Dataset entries

⁂

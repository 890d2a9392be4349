//! # Event records.
//!
//! - [`EventRecord`] - immutable payload + metadata flowing through consumers
//! - [`EventType`], [`Priority`], [`Provider`] - closed routing enums
//! - [`Transaction`] - SAGA metadata for multi-step workflows
//! - [`EventContext`] - record plus transaction, the body handlers decode

mod context;
mod event;
mod kinds;
mod transaction;

pub use context::EventContext;
pub use event::{EventRecord, EventRecordBuilder};
pub use kinds::{EventType, ParseKindError, Priority, Provider};
pub use transaction::Transaction;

⁂

Directions = Set down exactly the lines beginning at the one that holds "body handlers decode" and ending with the last line of the data.

Solution to this task =
//! - [`EventContext`] - record plus transaction, the body handlers decode

mod context;
mod event;
mod kinds;
mod transaction;

pub use context::EventContext;
pub use event::{EventRecord, EventRecordBuilder};
pub use kinds::{EventType, ParseKindError, Priority, Provider};
pub use transaction::Transaction;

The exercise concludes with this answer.